In the present work, mefloquine therapy caused a significant increase in the percentages of dead eggs. The mechanism underlying the reduction in egg number may be related to interference with the reproductive ability of the Schistosomes in addition to interference with the excretion of metabolic wastes of adult worms (Van Nassauw et al. 2008).

A significant reduction in the number of eggs in the early developmental stages following treatment of S. mansoni infected mice with single oral dose of 150 mg/kg of mefloquine 8 weeks post-infection was recorded by Van Nassauw et al. (2008).

Our findings were similar to El-Lakkany et al. (2011) who reported that mefloquine in doses of 200 and 400 mg/kg caused a significant increase in the percentages of dead eggs to 67.25 and 84.29 % respectively in S. mansoni infected mice.

The significant increase in the percentage of dead ova following praziquantel treatment reported in our study was similar to El-Lakkany et al. (2011).
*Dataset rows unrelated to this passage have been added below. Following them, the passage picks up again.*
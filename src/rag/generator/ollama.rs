use async_trait::async_trait;
use reqwest::Client;
use serde::{Deserialize, Serialize};
use std::time::Duration;
use tracing::debug;

use super::{GenerationRequest, Generator, ResponseFormat};
use crate::config::GenerationConfig;
use crate::error::{RagError, Result};
use crate::rag::embedder::OllamaTagsResponse;

const BACKEND: &str = "generation";

pub struct OllamaGenerator {
    endpoint: String,
    model: String,
    timeout_secs: u64,
    client: Client,
}

#[derive(Serialize)]
struct ChatMessage<'a> {
    role: &'a str,
    content: &'a str,
}

#[derive(Serialize)]
struct ChatRequest<'a> {
    model: &'a str,
    messages: Vec<ChatMessage<'a>>,
    stream: bool,
    #[serde(skip_serializing_if = "Option::is_none")]
    format: Option<&'a str>,
}

#[derive(Deserialize)]
struct ChatResponse {
    message: ChatResponseMessage,
}

#[derive(Deserialize)]
struct ChatResponseMessage {
    content: String,
}

impl OllamaGenerator {
    pub fn new(config: &GenerationConfig, model: &str) -> Result<Self> {
        let client = Client::builder()
            .timeout(Duration::from_secs(config.timeout_secs))
            .build()
            .map_err(|e| RagError::Config(format!("failed to create HTTP client: {}", e)))?;

        Ok(Self {
            endpoint: config.endpoint.trim_end_matches('/').to_string(),
            model: model.to_string(),
            timeout_secs: config.timeout_secs,
            client,
        })
    }

    fn chat_request<'a>(&'a self, request: &'a GenerationRequest) -> ChatRequest<'a> {
        ChatRequest {
            model: &self.model,
            messages: vec![
                ChatMessage {
                    role: "system",
                    content: &request.system,
                },
                ChatMessage {
                    role: "user",
                    content: &request.user,
                },
            ],
            stream: false,
            format: match request.format {
                ResponseFormat::Json => Some("json"),
                ResponseFormat::Text => None,
            },
        }
    }
}

#[async_trait]
impl Generator for OllamaGenerator {
    async fn generate(&self, request: &GenerationRequest) -> Result<String> {
        debug!(model = %self.model, format = ?request.format, "generation request");

        let response = self
            .client
            .post(format!("{}/api/chat", self.endpoint))
            .json(&self.chat_request(request))
            .send()
            .await
            .map_err(|e| RagError::from_transport(BACKEND, &self.endpoint, self.timeout_secs, e))?;

        if !response.status().is_success() {
            let status = response.status();
            let body = response.text().await.unwrap_or_default();

            if status.as_u16() == 404 || body.contains("not found") {
                return Err(RagError::unavailable(
                    BACKEND,
                    format!(
                        "model '{}' not found. Pull it with: ollama pull {}",
                        self.model, self.model
                    ),
                ));
            }

            return Err(RagError::unavailable(
                BACKEND,
                format!("Ollama error ({}): {}", status, body),
            ));
        }

        let chat: ChatResponse = response
            .json()
            .await
            .map_err(|e| RagError::from_transport(BACKEND, &self.endpoint, self.timeout_secs, e))?;
        Ok(chat.message.content)
    }

    fn model_name(&self) -> &str {
        &self.model
    }

    async fn health_check(&self) -> Result<()> {
        let response = self
            .client
            .get(format!("{}/api/tags", self.endpoint))
            .send()
            .await
            .map_err(|e| RagError::from_transport(BACKEND, &self.endpoint, self.timeout_secs, e))?;

        if !response.status().is_success() {
            return Err(RagError::unavailable(BACKEND, "Ollama health check failed"));
        }

        let tags: OllamaTagsResponse = response
            .json()
            .await
            .map_err(|e| RagError::from_transport(BACKEND, &self.endpoint, self.timeout_secs, e))?;
        if !tags.has_model(&self.model) {
            return Err(RagError::unavailable(
                BACKEND,
                format!(
                    "model '{}' not installed. Pull it with: ollama pull {}",
                    self.model, self.model
                ),
            ));
        }

        Ok(())
    }
}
The authors stated that treatment of schistosomiasis mansoni with 200 and 1,000 mg/kg of praziquantel caused a significant decrease in percentages of dead ova to be 84.38 and 96.13 % respectively.

Treatment of S. mansoni infected mice with single oral dose of 200 mg/kg of mefloquine and 500 mg/kg of praziquantel resulted in a significant increase in percentage of dead eggs to be 100 % in the present study. Similarly, there were complete loss of immature eggs and increase in the percentages of dead eggs to be 94.22 and 99.25 % in the groups treated with praziquantel and mefloquine in low and high doses respectively (El-Lakkany et al. 2011).
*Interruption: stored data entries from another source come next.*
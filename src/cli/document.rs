use anyhow::{Context, Result};
use console::style;
use std::fs;
use std::path::Path;

use super::output::{preview, spinner, CLAUSE, INFO, SUCCESS};
use crate::rag::{DocumentId, DocumentState, RetrievalPipeline};

pub async fn run_ingest(pipeline: &RetrievalPipeline, file: &Path) -> Result<()> {
    let text = fs::read_to_string(file)
        .with_context(|| format!("failed to read {}", file.display()))?;

    let id = pipeline.ingest_text(&text).await?;

    println!("{}", id);
    eprintln!(
        "{}Ingested {} ({} bytes). Next: clauselens process {}",
        SUCCESS,
        style(file.display()).green(),
        text.len(),
        id
    );
    Ok(())
}

pub async fn run_process(pipeline: &RetrievalPipeline, id: &str) -> Result<()> {
    let id = DocumentId::from(id);

    let pb = spinner(format!("Processing {}...", id));
    let outcome = pipeline.process(&id).await;
    pb.finish_and_clear();
    let outcome = outcome?;

    println!("\n{}Processing complete!\n", SUCCESS);
    println!("  Document:          {}", style(&id).cyan());
    println!("  Clauses processed: {}", style(outcome.clauses_processed).green());
    println!("  Revision:          {}", style(&outcome.revision).dim());
    if outcome.repaired_records > 0 {
        println!(
            "  Repaired records:  {} (malformed extraction output, defaults applied)",
            style(outcome.repaired_records).yellow()
        );
    }
    Ok(())
}

pub async fn run_status(pipeline: &RetrievalPipeline, id: &str, json: bool) -> Result<()> {
    let id = DocumentId::from(id);
    let state = pipeline.status(&id).await?;

    if json {
        println!("{}", serde_json::to_string_pretty(&state)?);
        return Ok(());
    }

    println!("\n{}Document {}\n", INFO, style(&id).cyan());
    match state {
        DocumentState::Unprocessed => {
            println!("  State:           {}", style("unprocessed").yellow());
            println!("Run `clauselens process {}` to index it.", id);
        }
        DocumentState::Indexed {
            revision,
            clauses,
            embedding_model,
            processed_at,
        } => {
            println!("  State:           {}", style("indexed").green());
            println!("  Clauses:         {}", style(clauses).cyan());
            println!("  Embedding model: {}", embedding_model);
            println!("  Revision:        {}", style(revision).dim());
            println!(
                "  Processed at:    {}",
                style(processed_at.format("%Y-%m-%d %H:%M:%S")).dim()
            );
        }
    }
    Ok(())
}

pub async fn run_records(pipeline: &RetrievalPipeline, id: &str, json: bool) -> Result<()> {
    let id = DocumentId::from(id);
    let records = pipeline.records(&id).await?;

    if json {
        println!("{}", serde_json::to_string_pretty(&records)?);
        return Ok(());
    }

    if records.is_empty() {
        println!("No clauses recorded for {}", style(&id).italic());
        return Ok(());
    }

    for record in &records {
        let annotation = &record.annotation;
        println!(
            "{}{}. {} {}",
            CLAUSE,
            style(record.position).dim(),
            style(&annotation.clause_type).green().bold(),
            style(format!("[{:?}]", annotation.biased_toward)).dim()
        );
        println!("   {}", style(preview(&record.clause, 160)).dim());
        if !annotation.summary.is_empty() {
            println!("   Summary: {}", annotation.summary);
        }
        if !annotation.parties_involved.is_empty() {
            println!("   Parties: {}", annotation.parties_involved.join(", "));
        }
        for obligation in &annotation.obligations {
            println!("   - {}", obligation);
        }
        for risk in &annotation.risks {
            println!("   ! {}", style(risk).yellow());
        }
        if let Some(duration) = &annotation.duration {
            println!("   Duration: {}", duration);
        }
        let mut flags = Vec::new();
        if annotation.is_termination_clause {
            flags.push("termination");
        }
        if annotation.is_confidentiality_clause {
            flags.push("confidentiality");
        }
        if !flags.is_empty() {
            println!("   Flags: {}", style(flags.join(", ")).cyan());
        }
        if record.was_repaired() {
            println!(
                "   {}",
                style(format!("defaults applied: {}", record.repaired_fields.join(", "))).red()
            );
        }
        println!();
    }
    Ok(())
}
Schistosomiasis causes histopathological changes in the liver of the host (Sadun and Williams 1966; Cheever and Andrade 1967). Schistosome eggs are deposited in the pre-sinusoidal spaces of the liver inducing a granulomatous inflammatory reaction around these eggs (Andrade 1965; Dunn et al. 1979; El-Meneza et al. 1989).

In the present work, mefloquine treatment caused a statistically significant reduction in the granulomas diameter (30.41 %) while praziquantel reduced the granuloma diameter by 46.19 %. In accordance with these results, El-Lakkany et al. (2011) stated that treatment with mefloquine or praziquantel alone reduced the diameters of the granulomas by 26.26 and 28.08 % respectively.
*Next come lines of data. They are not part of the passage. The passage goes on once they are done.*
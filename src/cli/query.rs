use anyhow::Result;
use console::style;

use super::output::{spinner, ANSWER};
use crate::rag::{DocumentId, RetrievalPipeline};

pub async fn run_query(
    pipeline: &RetrievalPipeline,
    id: &str,
    question: &str,
    k: Option<usize>,
    json: bool,
) -> Result<()> {
    let id = DocumentId::from(id);
    let k = k.unwrap_or_else(|| pipeline.top_k());

    let pb = spinner(format!("Asking {}...", id));
    let answer = pipeline.query_with(&id, question, k).await;
    pb.finish_and_clear();
    let answer = answer?;

    if json {
        println!("{}", serde_json::to_string_pretty(&answer)?);
        return Ok(());
    }

    println!("\n{}{}\n", ANSWER, style(question).yellow().bold());
    println!("{}", answer.answer);

    if !answer.sources.is_empty() {
        println!("\n{}", style("Sources:").dim());
        for (rank, hit) in answer.sources.iter().enumerate() {
            println!(
                "  {}. clause {} {}",
                style(rank + 1).dim(),
                style(hit.position).green(),
                style(format!("(distance {:.4})", hit.distance)).dim()
            );
        }
    }
    Ok(())
}
//! Declaration model: field descriptors, entity declarations, namespaces.

mod entity;
mod field;
mod namespace;

#[cfg(test)]
mod entity_tests;
#[cfg(test)]
mod field_tests;

pub use entity::{Catalog, DeclId, Declaration, EntityDescriptor, EntityRef, UnionDecl};
pub use field::{FieldSchema, FieldShape, Leaf};
pub use namespace::{Export, Namespace};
In our study, combined treatment with mefloquine and praziquantel caused significant reduction of the granulomas diameter. In agreement with our results, a significant reduction in the granuloma diameters following treatment with low and high doses mefloquine and praziquantel was reported by El-Lakkany et al. (2011).

Tissue granuloma around Schistosoma eggs is a delayed hypersensitivity reaction induced by egg-secreted soluble antigens (Warren and Boros 1975). Elimination of parasites following specific treatment of schistosomiasis causes a slight reduction in hepatic fibrosis (Homeida et al. 1991).

Thus, the small sized granulomas detected in liver sections of treated mice can be explained by the loss of the ability of the eggs to induce inflammatory reaction. The treated worms lay poorly developed eggs with reduced or even no ability to induce granuloma formation or (Warren 1996).

Decreased number of the granulomas was in accordance with diminished egg counts in liver and intestinal tissues and could be attributed to the elimination of adult worms by drug administration and consequent decreased egg deposition leading to sustained diminution of eggs induced immunopathology (Pearce 2005).

Morcos et al. (1985) demonstrated that praziquantel treatment resulted in partial reversal of liver fibrosis in S. mansoni infected mice. Improvements and/or resolutions of schistosomal-induced periportal thickening/fibrosis in praziquantel treated models have also been demonstrated by (Frenzel et al. 1999; Berhe et al. 2008). It is theorized that the beneficial effects are likely related to the clearance of schistosomal worms and subsequent reduction of egg deposition. Praziquantel is believed to exert antifibrotic effects by affecting (decreasing) activation of hepatic stellate cells through inhibition of profibrotic gene expression (Liang et al. 2011).